> _HOW TO COMPLETE THIS TASK_: All lines in the records below that hold "RetentionManager" are to be shown.

◇ ◇ ◇ ◇ ◇ ◇ ◇

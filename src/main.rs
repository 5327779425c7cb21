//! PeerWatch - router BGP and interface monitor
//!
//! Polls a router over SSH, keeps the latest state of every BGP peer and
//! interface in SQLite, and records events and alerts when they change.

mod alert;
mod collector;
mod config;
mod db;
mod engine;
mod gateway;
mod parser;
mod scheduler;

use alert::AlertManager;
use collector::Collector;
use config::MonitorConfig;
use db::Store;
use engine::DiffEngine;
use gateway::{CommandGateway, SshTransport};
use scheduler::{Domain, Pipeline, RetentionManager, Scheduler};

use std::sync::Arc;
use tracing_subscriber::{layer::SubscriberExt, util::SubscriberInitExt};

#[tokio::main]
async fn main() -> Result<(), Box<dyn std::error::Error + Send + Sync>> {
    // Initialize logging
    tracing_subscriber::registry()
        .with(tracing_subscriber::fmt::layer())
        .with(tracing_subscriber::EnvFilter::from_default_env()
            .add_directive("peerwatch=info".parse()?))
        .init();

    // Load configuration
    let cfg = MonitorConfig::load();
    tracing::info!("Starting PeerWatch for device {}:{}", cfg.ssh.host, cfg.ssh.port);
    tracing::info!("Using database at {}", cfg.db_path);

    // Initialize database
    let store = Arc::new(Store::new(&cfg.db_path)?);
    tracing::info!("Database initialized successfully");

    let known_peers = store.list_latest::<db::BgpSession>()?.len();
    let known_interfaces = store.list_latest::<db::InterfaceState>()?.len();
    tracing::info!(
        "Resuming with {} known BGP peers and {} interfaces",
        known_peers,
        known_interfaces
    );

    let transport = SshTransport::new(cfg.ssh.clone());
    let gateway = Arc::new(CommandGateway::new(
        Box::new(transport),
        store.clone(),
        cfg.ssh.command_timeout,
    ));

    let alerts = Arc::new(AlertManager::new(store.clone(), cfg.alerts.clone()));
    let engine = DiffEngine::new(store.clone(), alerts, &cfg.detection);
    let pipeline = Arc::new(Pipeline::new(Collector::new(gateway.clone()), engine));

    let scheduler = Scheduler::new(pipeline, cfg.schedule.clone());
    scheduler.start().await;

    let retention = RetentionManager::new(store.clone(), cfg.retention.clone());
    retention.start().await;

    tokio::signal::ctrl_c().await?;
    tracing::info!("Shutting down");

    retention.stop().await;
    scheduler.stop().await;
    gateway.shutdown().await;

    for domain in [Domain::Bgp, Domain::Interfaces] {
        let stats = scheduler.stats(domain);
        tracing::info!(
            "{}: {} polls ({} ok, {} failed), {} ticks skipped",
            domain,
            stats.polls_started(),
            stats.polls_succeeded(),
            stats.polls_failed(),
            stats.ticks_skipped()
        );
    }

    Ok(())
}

◇ ◇ ◇ ◇ ◇ ◇ ◇

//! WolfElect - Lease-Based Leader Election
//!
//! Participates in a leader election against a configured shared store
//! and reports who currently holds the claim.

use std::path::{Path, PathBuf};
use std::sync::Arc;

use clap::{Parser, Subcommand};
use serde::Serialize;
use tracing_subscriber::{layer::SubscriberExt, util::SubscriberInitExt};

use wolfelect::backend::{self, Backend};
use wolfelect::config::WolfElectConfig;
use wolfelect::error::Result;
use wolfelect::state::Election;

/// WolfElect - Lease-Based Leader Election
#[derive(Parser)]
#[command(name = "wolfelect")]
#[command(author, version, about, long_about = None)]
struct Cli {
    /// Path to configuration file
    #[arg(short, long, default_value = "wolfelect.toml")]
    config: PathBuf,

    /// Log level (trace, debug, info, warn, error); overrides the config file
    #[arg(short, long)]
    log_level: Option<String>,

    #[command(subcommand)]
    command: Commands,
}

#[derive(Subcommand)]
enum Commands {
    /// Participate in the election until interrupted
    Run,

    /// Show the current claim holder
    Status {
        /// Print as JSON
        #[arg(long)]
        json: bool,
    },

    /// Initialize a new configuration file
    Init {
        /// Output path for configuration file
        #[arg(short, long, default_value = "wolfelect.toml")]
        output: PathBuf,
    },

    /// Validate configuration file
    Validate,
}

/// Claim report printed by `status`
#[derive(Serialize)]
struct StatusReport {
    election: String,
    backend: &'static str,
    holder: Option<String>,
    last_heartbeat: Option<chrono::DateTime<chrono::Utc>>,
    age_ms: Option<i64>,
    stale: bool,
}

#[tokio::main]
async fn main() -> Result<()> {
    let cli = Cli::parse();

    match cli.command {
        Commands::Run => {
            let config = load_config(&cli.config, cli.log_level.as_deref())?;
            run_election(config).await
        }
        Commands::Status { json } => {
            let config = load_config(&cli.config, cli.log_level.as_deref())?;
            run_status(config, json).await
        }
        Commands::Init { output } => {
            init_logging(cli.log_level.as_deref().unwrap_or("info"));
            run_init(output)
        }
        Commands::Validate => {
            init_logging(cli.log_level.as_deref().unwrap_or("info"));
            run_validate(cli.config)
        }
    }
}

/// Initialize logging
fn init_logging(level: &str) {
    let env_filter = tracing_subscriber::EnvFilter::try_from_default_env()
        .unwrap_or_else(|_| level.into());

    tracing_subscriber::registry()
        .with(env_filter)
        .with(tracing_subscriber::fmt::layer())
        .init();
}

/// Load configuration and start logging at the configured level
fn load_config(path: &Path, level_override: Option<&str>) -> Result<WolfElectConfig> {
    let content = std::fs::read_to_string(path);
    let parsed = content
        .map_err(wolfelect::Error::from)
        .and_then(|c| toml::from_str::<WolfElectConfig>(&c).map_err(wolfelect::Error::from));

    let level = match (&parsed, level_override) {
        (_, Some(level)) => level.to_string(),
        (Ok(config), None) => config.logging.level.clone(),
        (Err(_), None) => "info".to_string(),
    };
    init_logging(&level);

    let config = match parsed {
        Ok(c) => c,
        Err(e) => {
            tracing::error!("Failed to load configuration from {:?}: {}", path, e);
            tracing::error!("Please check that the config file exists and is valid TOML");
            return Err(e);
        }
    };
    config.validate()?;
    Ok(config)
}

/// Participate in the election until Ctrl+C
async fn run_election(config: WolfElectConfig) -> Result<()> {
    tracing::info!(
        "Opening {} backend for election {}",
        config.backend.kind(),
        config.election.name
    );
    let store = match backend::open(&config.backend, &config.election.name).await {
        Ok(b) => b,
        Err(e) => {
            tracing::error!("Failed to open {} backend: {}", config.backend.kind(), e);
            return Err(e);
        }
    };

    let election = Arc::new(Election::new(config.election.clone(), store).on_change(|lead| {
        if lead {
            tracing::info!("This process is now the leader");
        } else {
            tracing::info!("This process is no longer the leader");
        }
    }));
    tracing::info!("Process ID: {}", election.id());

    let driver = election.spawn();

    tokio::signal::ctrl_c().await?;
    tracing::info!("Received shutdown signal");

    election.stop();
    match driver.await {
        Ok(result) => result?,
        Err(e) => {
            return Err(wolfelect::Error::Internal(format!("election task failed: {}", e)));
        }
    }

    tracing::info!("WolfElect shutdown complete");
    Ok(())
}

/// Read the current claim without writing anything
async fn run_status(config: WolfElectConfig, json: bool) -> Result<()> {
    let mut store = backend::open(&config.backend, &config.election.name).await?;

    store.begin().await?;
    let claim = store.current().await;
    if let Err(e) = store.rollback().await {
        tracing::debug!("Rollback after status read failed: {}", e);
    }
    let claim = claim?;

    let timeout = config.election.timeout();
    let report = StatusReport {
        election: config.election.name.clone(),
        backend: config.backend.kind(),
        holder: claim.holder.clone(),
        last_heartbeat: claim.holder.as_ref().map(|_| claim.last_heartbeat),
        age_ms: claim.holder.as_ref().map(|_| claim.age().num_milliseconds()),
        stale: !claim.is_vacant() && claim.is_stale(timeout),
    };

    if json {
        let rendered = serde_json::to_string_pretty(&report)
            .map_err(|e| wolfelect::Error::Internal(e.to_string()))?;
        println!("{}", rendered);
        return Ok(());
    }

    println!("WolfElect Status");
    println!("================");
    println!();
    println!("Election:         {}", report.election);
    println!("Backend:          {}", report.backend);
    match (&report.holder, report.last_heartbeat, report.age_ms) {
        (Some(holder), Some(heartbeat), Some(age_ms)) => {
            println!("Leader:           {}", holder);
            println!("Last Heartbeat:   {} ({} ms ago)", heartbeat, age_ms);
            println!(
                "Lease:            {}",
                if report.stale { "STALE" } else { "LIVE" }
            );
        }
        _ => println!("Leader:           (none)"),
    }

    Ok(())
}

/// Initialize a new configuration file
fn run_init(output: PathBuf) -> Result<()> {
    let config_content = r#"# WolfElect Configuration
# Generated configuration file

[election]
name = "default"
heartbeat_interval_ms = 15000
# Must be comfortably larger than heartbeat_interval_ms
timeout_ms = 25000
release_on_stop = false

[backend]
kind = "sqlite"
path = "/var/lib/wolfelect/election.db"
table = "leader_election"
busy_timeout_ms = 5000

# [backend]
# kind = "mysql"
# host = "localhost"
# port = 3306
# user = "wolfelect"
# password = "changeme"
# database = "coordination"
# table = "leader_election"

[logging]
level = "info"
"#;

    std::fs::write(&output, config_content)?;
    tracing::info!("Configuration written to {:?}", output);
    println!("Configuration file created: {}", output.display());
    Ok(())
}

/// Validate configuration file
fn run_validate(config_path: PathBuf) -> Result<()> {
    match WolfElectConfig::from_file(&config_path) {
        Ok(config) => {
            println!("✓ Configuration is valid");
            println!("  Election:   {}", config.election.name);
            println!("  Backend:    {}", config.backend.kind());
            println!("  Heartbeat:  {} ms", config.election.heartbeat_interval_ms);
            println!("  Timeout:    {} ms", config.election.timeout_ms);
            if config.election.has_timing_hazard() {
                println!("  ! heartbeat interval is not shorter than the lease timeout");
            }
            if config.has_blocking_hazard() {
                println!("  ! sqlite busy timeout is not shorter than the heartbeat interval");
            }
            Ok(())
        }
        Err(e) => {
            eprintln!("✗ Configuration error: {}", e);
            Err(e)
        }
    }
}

◇ ◇ ◇ ◇ ◇ ◇ ◇

> _EXERCISE ANSWER_:
use scheduler::{Domain, Pipeline, RetentionManager, Scheduler};
    let retention = RetentionManager::new(store.clone(), cfg.retention.clone());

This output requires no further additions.